One of the most recurrent ideas of the European far right is that immigration has as its goal or more or less desired effect the consummation of a certain demographic replacement, which would lead us to a supposed Islamization of Europe. Needless to say, this right draws on the rhetoric and fears of an old Anglo-Saxon right, but also on certain populist slogans that fueled, among other horrible things, Nazism. Because that's what was called "de-Jewishness." This same right that fears demographic replacement, however, uses demography and internal immigration to erase the state's other languages.
They are afraid of the very thing they practice, perhaps because they are well aware of its effectiveness. Without demographic replacement, it would not have been so easy to make Catalan residual in Mallorca, often by a political class that is the offspring or clean of those who, claiming they came to escape the misery of other parts of the state, in addition to prospering, have become happy and satisfied pawns in a game of cultural replacement. They like to displace, but not to be displaced.
They believe that a Mallorcan or Catalan who wants to preserve their language is opposing a certain historical fate, a natural process, unrelated to policies, thoughtful decisions, and public budgets. For a certain left, moreover, anyone who clings to certain essences—a landscape, a language—only gives credence to the extremists who will also seek to expel immigrants or force them to renounce their religion. They play at confusing people in a nasty way. It's only the conservatism of others that is the prelude to fascism, never one's own, because they often speak from the privilege of those who have everything guaranteed in terms of identity. But when they see—rather out of paranoia—that it's their language and culture that could be erased by the new immigration, then all they do is fuss and demand mass expulsion. Racism, for all these reasons, is becoming normalized.
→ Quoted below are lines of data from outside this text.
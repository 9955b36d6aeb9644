//! Transaction lifecycle manager
//!
//! Drives one write per action slot through
//! `Validating -> Submitting -> Pending -> Confirmed | Failed` and re-reads
//! chain state once the receipt is observed.

use std::collections::HashMap;
use std::sync::Arc;
use std::time::Duration;

use alloy_dyn_abi::DynSolValue;
use alloy_primitives::{Address, B256};
use tokio::sync::watch;

use crate::domain::error::{RevertKind, TxError, ValidationError};
use crate::domain::lifecycle::{ActionSlot, TxState};
use crate::domain::session::SessionSnapshot;
use crate::infrastructure::abi::{ContractBinding, PreparedCall};
use crate::infrastructure::ethereum::{ChainClient, ChainError};

/// A contract write described by method name and arguments
#[derive(Clone)]
pub struct WriteCall {
    pub binding: ContractBinding,
    pub method: &'static str,
    pub args: Vec<DynSolValue>,
}

impl WriteCall {
    pub fn new(binding: ContractBinding, method: &'static str, args: Vec<DynSolValue>) -> Self {
        Self {
            binding,
            method,
            args,
        }
    }
}

/// Re-reads the state a confirmed write may have changed
#[async_trait::async_trait]
pub trait Refresher: Send + Sync {
    async fn refresh(&self, account: Address) -> Result<(), String>;
}

/// Refresher that reads nothing
pub struct NoRefresh;

#[async_trait::async_trait]
impl Refresher for NoRefresh {
    async fn refresh(&self, _account: Address) -> Result<(), String> {
        Ok(())
    }
}

/// Outcome of a write that did not fail
#[derive(Debug, Clone, PartialEq, Eq)]
pub enum TxReport {
    Confirmed {
        hash: B256,
        block_number: Option<u64>,
        /// Post-confirmation refresh failure, non-fatal
        refresh_error: Option<String>,
    },
    /// The caller stopped waiting; the transaction may still be mined
    Abandoned { hash: B256 },
}

impl TxReport {
    pub fn hash(&self) -> B256 {
        match self {
            TxReport::Confirmed { hash, .. } | TxReport::Abandoned { hash } => *hash,
        }
    }
}

/// Caller side of a cancellation pair
#[derive(Debug, Clone)]
pub struct CancelHandle {
    tx: Arc<watch::Sender<bool>>,
}

impl CancelHandle {
    pub fn cancel(&self) {
        self.tx.send_replace(true);
    }

    /// True once the paired token is gone
    pub fn is_closed(&self) -> bool {
        self.tx.is_closed()
    }
}

/// Stops waiting for confirmation when its handle fires
#[derive(Debug, Clone)]
pub struct CancelToken {
    rx: watch::Receiver<bool>,
}

impl CancelToken {
    pub fn pair() -> (CancelHandle, CancelToken) {
        let (tx, rx) = watch::channel(false);
        (CancelHandle { tx: Arc::new(tx) }, CancelToken { rx })
    }

    /// A token that never fires
    pub fn never() -> CancelToken {
        let (_handle, token) = Self::pair();
        token
    }

    /// Resolves once cancelled; pends forever if the handle is gone
    pub async fn cancelled(&mut self) {
        if self.rx.wait_for(|cancelled| *cancelled).await.is_err() {
            std::future::pending::<()>().await;
        }
    }
}

/// One lifecycle state cell per action slot
struct SlotState {
    tx: watch::Sender<TxState>,
}

impl SlotState {
    fn new() -> Self {
        let (tx, _rx) = watch::channel(TxState::Idle);
        Self { tx }
    }

    /// Atomically claim the slot; false if a lifecycle is already active
    fn try_begin(&self) -> bool {
        self.tx.send_if_modified(|state| {
            if state.is_active() {
                return false;
            }
            *state = TxState::Validating;
            true
        })
    }

    fn set(&self, state: TxState) {
        self.tx.send_replace(state);
    }
}

/// Parameterized lifecycle manager shared by every write action
pub struct TxManager {
    client: Arc<dyn ChainClient>,
    session: watch::Receiver<SessionSnapshot>,
    expected_chain_id: Option<u64>,
    poll_interval: Duration,
    slots: HashMap<ActionSlot, SlotState>,
}

impl TxManager {
    pub fn new(
        client: Arc<dyn ChainClient>,
        session: watch::Receiver<SessionSnapshot>,
        expected_chain_id: Option<u64>,
        poll_interval: Duration,
    ) -> Self {
        let slots = ActionSlot::ALL
            .into_iter()
            .map(|slot| (slot, SlotState::new()))
            .collect();
        Self {
            client,
            session,
            expected_chain_id,
            poll_interval,
            slots,
        }
    }

    pub fn subscribe(&self, slot: ActionSlot) -> watch::Receiver<TxState> {
        self.slot(slot).tx.subscribe()
    }

    pub fn state(&self, slot: ActionSlot) -> TxState {
        self.slot(slot).tx.borrow().clone()
    }

    /// Run one write to completion on `slot`
    ///
    /// `build` runs during validation against the current session snapshot
    /// and must not touch the network. A second call while the slot is
    /// active returns `AlreadyInProgress` and leaves the first untouched.
    pub async fn execute<F>(
        &self,
        slot: ActionSlot,
        mut cancel: CancelToken,
        build: F,
        refresher: &dyn Refresher,
    ) -> Result<TxReport, TxError>
    where
        F: FnOnce(&SessionSnapshot) -> Result<WriteCall, TxError> + Send,
    {
        let state = self.slot(slot);
        if !state.try_begin() {
            tracing::debug!(%slot, "action rejected, slot busy");
            return Err(TxError::AlreadyInProgress(slot.label().to_string()));
        }
        tracing::debug!(%slot, "validating");

        let session = self.session.borrow().clone();
        let (from, write, call) = match self.validate(&session, build) {
            Ok(validated) => validated,
            Err(err) => return Err(self.fail(slot, err, None)),
        };

        state.set(TxState::Submitting);
        tracing::info!(%slot, method = write.method, %from, to = %call.to, "submitting transaction");

        let hash = match self.client.send(from, call.to, call.data).await {
            Ok(hash) => hash,
            Err(err) => return Err(self.fail(slot, map_send_error(err, &write.binding), None)),
        };

        state.set(TxState::Pending { hash });
        tracing::info!(%slot, %hash, "transaction pending");

        let receipt = tokio::select! {
            receipt = self.client.wait_for_confirmation(hash, self.poll_interval) => receipt,
            _ = cancel.cancelled() => {
                state.set(TxState::Idle);
                tracing::warn!(%slot, %hash, "stopped waiting for confirmation");
                return Ok(TxReport::Abandoned { hash });
            }
        };

        if !receipt.success {
            let err = TxError::ContractRevert(RevertKind::Unknown(format!(
                "transaction reverted in block {}",
                receipt
                    .block_number
                    .map(|n| n.to_string())
                    .unwrap_or_else(|| "?".to_string())
            )));
            return Err(self.fail(slot, err, Some(hash)));
        }

        let block_number = receipt.block_number;
        state.set(TxState::Confirmed {
            hash,
            block_number,
            refresh_error: None,
        });
        tracing::info!(%slot, %hash, block = ?block_number, gas_used = receipt.gas_used, "transaction confirmed");

        let refresh_error = refresher.refresh(from).await.err();
        if let Some(message) = &refresh_error {
            tracing::warn!(%slot, %hash, error = %message, "refresh after confirmation failed");
            state.set(TxState::Confirmed {
                hash,
                block_number,
                refresh_error: Some(message.clone()),
            });
        }

        Ok(TxReport::Confirmed {
            hash,
            block_number,
            refresh_error,
        })
    }

    fn validate<F>(
        &self,
        session: &SessionSnapshot,
        build: F,
    ) -> Result<(Address, WriteCall, PreparedCall), TxError>
    where
        F: FnOnce(&SessionSnapshot) -> Result<WriteCall, TxError>,
    {
        let from = session.require_connected()?;
        if let (Some(expected), Some(actual)) = (self.expected_chain_id, session.chain_id) {
            if expected != actual {
                return Err(ValidationError::WrongNetwork { expected, actual }.into());
            }
        }
        let write = build(session)?;
        let call = write
            .binding
            .prepare_write(write.method, &write.args)
            .map_err(|err| TxError::Encoding(err.to_string()))?;
        Ok((from, write, call))
    }

    fn fail(&self, slot: ActionSlot, error: TxError, hash: Option<B256>) -> TxError {
        tracing::warn!(%slot, category = ?error.category(), error = %error, "transaction failed");
        self.slot(slot).set(TxState::Failed {
            error: error.clone(),
            hash,
        });
        error
    }

    fn slot(&self, slot: ActionSlot) -> &SlotState {
        // Every slot is inserted in `new`
        &self.slots[&slot]
    }
}

fn map_send_error(err: ChainError, binding: &ContractBinding) -> TxError {
    match err {
        ChainError::UserRejected => TxError::UserRejected,
        ChainError::Revert {
            data: Some(data), ..
        } => TxError::ContractRevert(binding.decode_revert(&data)),
        ChainError::Revert {
            data: None,
            message,
        } => TxError::ContractRevert(RevertKind::Unknown(message)),
        other => TxError::Submission(other.to_string()),
    }
}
Things are being said out loud that weren't previously said even after two drinks too many. The center-right, if it ever existed in Spain, has had to compete with the far right in such an uninhibited manner that it's even more frightening than what it was doing, especially considering that, at the end of the day, it's all about grimaces and verbal violence, but not much about healthy politics, much less laws that can be passed.
The poor immigrant is less frightening than the fascist; to say that the immigrant doesn't want to integrate, on the part of someone who hasn't learned Catalan after living among us for decades, is a little embarrassing. Ultimately, this image of the immigrant is merely an ideological metaphor for themselves: they fear what they are, a textbook Freudian projection. They fear that immigrants will do to themselves what they themselves have done to the Mallorcans, for example, without a guilty conscience. Clearly, our fears were or are unfounded, stupid, and provincial, but theirs are not, despite being identical.